Required work:
In the entries below, count every line that has the string "inputs", and answer with that count alone.

Data for analysis:
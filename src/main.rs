//! ═══════════════════════════════════════════════════════════════════════════════
//! VARFLIP — Entry Point
//! ═══════════════════════════════════════════════════════════════════════════════
//! Single binary, subcommand dispatch. Attacks read JSON Lines and append
//! one JSON Lines record per processed example.
//! ═══════════════════════════════════════════════════════════════════════════════

use anyhow::{Context, Result};
use clap::{Parser, Subcommand};
use rand::rngs::StdRng;
use rand::SeedableRng;
use std::collections::BTreeMap;
use std::path::{Path, PathBuf};
use tracing::{info, warn};
use tracing_subscriber::EnvFilter;

use varflip::attack::{DemoExample, MhmAttacker};
use varflip::export::jsonl::read_jsonl;
use varflip::export::{AttackInput, AttackRecord, JsonlSink};
use varflip::program::{PositionMap, Program};
use varflip::{
    AttackConfig, AttackEnv, AttackMethod, AttackResult, CandidateSource, DemoAttacker,
    GeneticAttacker, GreedyAttacker, IdentifierExtractor, Language, SuccessCriterion, Vocabulary,
};

/// Success ratio for generation oracles when the config asks for label flips
const DEFAULT_SCORE_RATIO: f64 = 0.5;

#[derive(Parser)]
#[command(name = "varflip")]
#[command(about = "Identifier-renaming adversarial attacks on code models", long_about = None)]
struct Cli {
    #[command(subcommand)]
    command: Commands,
}

#[derive(Subcommand)]
enum Commands {
    /// Attack every program of a JSON Lines file
    Attack {
        /// Search strategy: greedy, ga, mhm, mhm-random
        #[arg(short, long, default_value = "greedy")]
        method: AttackMethod,

        /// Input JSON Lines ({"code", "label", "substitutes"} per line)
        #[arg(short, long)]
        input: PathBuf,

        /// Oracle endpoint (overrides config)
        #[arg(short, long)]
        endpoint: Option<String>,

        /// JSON config file
        #[arg(short, long)]
        config: Option<PathBuf>,

        /// Append one result record per example here
        #[arg(short, long)]
        output: Option<PathBuf>,

        /// Random seed (overrides config)
        #[arg(short, long)]
        seed: Option<u64>,
    },

    /// Attack in-context demonstrations of a generation model
    Demo {
        /// Input JSON Lines ({"query", "reference", "demos"} per line)
        #[arg(short, long)]
        input: PathBuf,

        /// Oracle endpoint (overrides config)
        #[arg(short, long)]
        endpoint: Option<String>,

        /// JSON config file
        #[arg(short, long)]
        config: Option<PathBuf>,

        /// Adversarial demonstrations output
        #[arg(long, default_value = "adv_demo.jsonl")]
        demo_out: PathBuf,

        /// Model answers output
        #[arg(long, default_value = "adv_answer.jsonl")]
        answer_out: PathBuf,
    },

    /// Show the attackable identifiers of a source file
    Inspect {
        /// Source file
        file: PathBuf,

        /// Source language: c, cpp, java
        #[arg(short, long, default_value = "c")]
        language: Language,
    },

    /// Write the effective configuration as JSON
    Config {
        /// Destination path
        #[arg(short, long)]
        write: PathBuf,

        /// Start from this config instead of defaults
        #[arg(short, long)]
        config: Option<PathBuf>,
    },
}

fn main() -> Result<()> {
    tracing_subscriber::fmt()
        .with_env_filter(EnvFilter::try_from_default_env().unwrap_or_else(|_| EnvFilter::new("info")))
        .with_writer(std::io::stderr)
        .init();

    let cli = Cli::parse();

    match cli.command {
        Commands::Attack {
            method,
            input,
            endpoint,
            config,
            output,
            seed,
        } => run_attack(method, &input, endpoint.as_deref(), config.as_deref(), output, seed),
        Commands::Demo {
            input,
            endpoint,
            config,
            demo_out,
            answer_out,
        } => run_demo(&input, endpoint.as_deref(), config.as_deref(), demo_out, answer_out),
        Commands::Inspect { file, language } => run_inspect(&file, language),
        Commands::Config { write, config } => {
            let config = AttackConfig::load(config.as_deref()).context("loading config")?;
            config
                .save(&write)
                .with_context(|| format!("writing {}", write.display()))?;
            println!("Config written to {}", write.display());
            Ok(())
        }
    }
}

fn load_config(path: Option<&Path>) -> Result<AttackConfig> {
    AttackConfig::load(path).with_context(|| match path {
        Some(p) => format!("loading config {}", p.display()),
        None => "loading default config".to_string(),
    })
}

fn run_attack(
    method: AttackMethod,
    input: &Path,
    endpoint: Option<&str>,
    config_path: Option<&Path>,
    output: Option<PathBuf>,
    seed: Option<u64>,
) -> Result<()> {
    let mut config = load_config(config_path)?;
    if let Some(seed) = seed {
        config.seed = seed;
    }
    let inputs: Vec<AttackInput> =
        read_jsonl(input).with_context(|| format!("reading {}", input.display()))?;

    let oracle = config.http_oracle(endpoint)?;
    let features = config.feature_builder();
    let extractor = config.language.extractor();
    let mut rng = StdRng::seed_from_u64(config.seed);
    let sink = output.map(JsonlSink::new);

    let programs: Vec<Program> = inputs.iter().map(|i| Program::parse(&i.code)).collect();
    let vocabulary = Vocabulary::from_programs(programs.iter());

    info!(
        method = %method,
        examples = inputs.len(),
        oracle = %varflip::Oracle::describe(&oracle),
        seed = config.seed,
        "attack run start"
    );

    let mut tally: BTreeMap<i8, usize> = BTreeMap::new();
    for (input, program) in inputs.iter().zip(programs.iter()) {
        let table = input.substitutes.sanitize(program, &extractor);
        let env = AttackEnv::new(&oracle, &features, config.success);

        let result: AttackResult = match method {
            AttackMethod::Greedy => GreedyAttacker::new(env).attack(program, &table, input.label)?,
            AttackMethod::Ga => GeneticAttacker::new(env, config.genetic.clone(), config.batch_size)
                .attack(program, &table, input.label, None, &mut rng)?,
            AttackMethod::Mhm | AttackMethod::MhmRandom => {
                let source = if method == AttackMethod::Mhm {
                    CandidateSource::Substitutes
                } else {
                    CandidateSource::Vocabulary(&vocabulary)
                };
                MhmAttacker::new(env, config.mhm.clone(), Box::new(config.language.extractor()))
                    .attack(program, &table, input.label, source, &mut rng)?
            }
            AttackMethod::Demo => {
                anyhow::bail!("use `varflip demo` for demonstration attacks");
            }
        };

        *tally.entry(result.outcome.code()).or_default() += 1;
        println!(
            "[{}] {} changed_var={} changed_pos={}",
            input.id.as_deref().unwrap_or("-"),
            result.outcome,
            result.nb_changed_var,
            result.nb_changed_pos
        );

        if let Some(sink) = &sink {
            sink.append(&AttackRecord::new(input.id.clone(), result))
                .with_context(|| format!("appending to {}", sink.path().display()))?;
        }
    }

    println!();
    println!("Outcomes:");
    for (code, count) in &tally {
        println!("  {:>3}: {}", code, count);
    }
    let succeeded = tally.get(&1).copied().unwrap_or(0);
    let attempted: usize = tally
        .iter()
        .filter(|(code, _)| **code == 1 || **code == -1)
        .map(|(_, n)| n)
        .sum();
    if attempted > 0 {
        println!(
            "  success rate: {:.1}% ({}/{})",
            100.0 * succeeded as f64 / attempted as f64,
            succeeded,
            attempted
        );
    }
    Ok(())
}

fn run_demo(
    input: &Path,
    endpoint: Option<&str>,
    config_path: Option<&Path>,
    demo_out: PathBuf,
    answer_out: PathBuf,
) -> Result<()> {
    let config = load_config(config_path)?;
    let examples: Vec<DemoExample> =
        read_jsonl(input).with_context(|| format!("reading {}", input.display()))?;

    let oracle = config.http_oracle(endpoint)?;
    let features = config.feature_builder();
    let success = match config.success {
        SuccessCriterion::LabelFlip => {
            warn!("label flips are meaningless for demonstrations; using a score ratio");
            SuccessCriterion::ScoreRatio {
                ratio: DEFAULT_SCORE_RATIO,
            }
        }
        other => other,
    };
    let attacker = DemoAttacker::new(
        AttackEnv::new(&oracle, &features, success),
        JsonlSink::new(demo_out),
        JsonlSink::new(answer_out),
    );

    for (i, example) in examples.iter().enumerate() {
        let result = attacker.attack(example)?;
        println!(
            "[{}] {} changed_var={} changed_pos={}",
            i, result.outcome, result.nb_changed_var, result.nb_changed_pos
        );
    }
    Ok(())
}

fn run_inspect(file: &Path, language: Language) -> Result<()> {
    let source =
        std::fs::read_to_string(file).with_context(|| format!("reading {}", file.display()))?;
    let program = Program::parse(&source);
    let extractor = language.extractor();
    let identifiers = extractor.extract(&program);
    let positions = PositionMap::build(&program.words(), &identifiers);

    println!("\x1b[36m═══════════════════════════════════════════════════════════════\x1b[0m");
    println!("\x1b[36m {} ({}, {} tokens)\x1b[0m", file.display(), language, program.len());
    println!("\x1b[36m═══════════════════════════════════════════════════════════════\x1b[0m");
    for (name, occ) in positions.iter() {
        println!("  {:<24} {:?}", name, occ);
    }
    Ok(())
}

Exercise solution:
4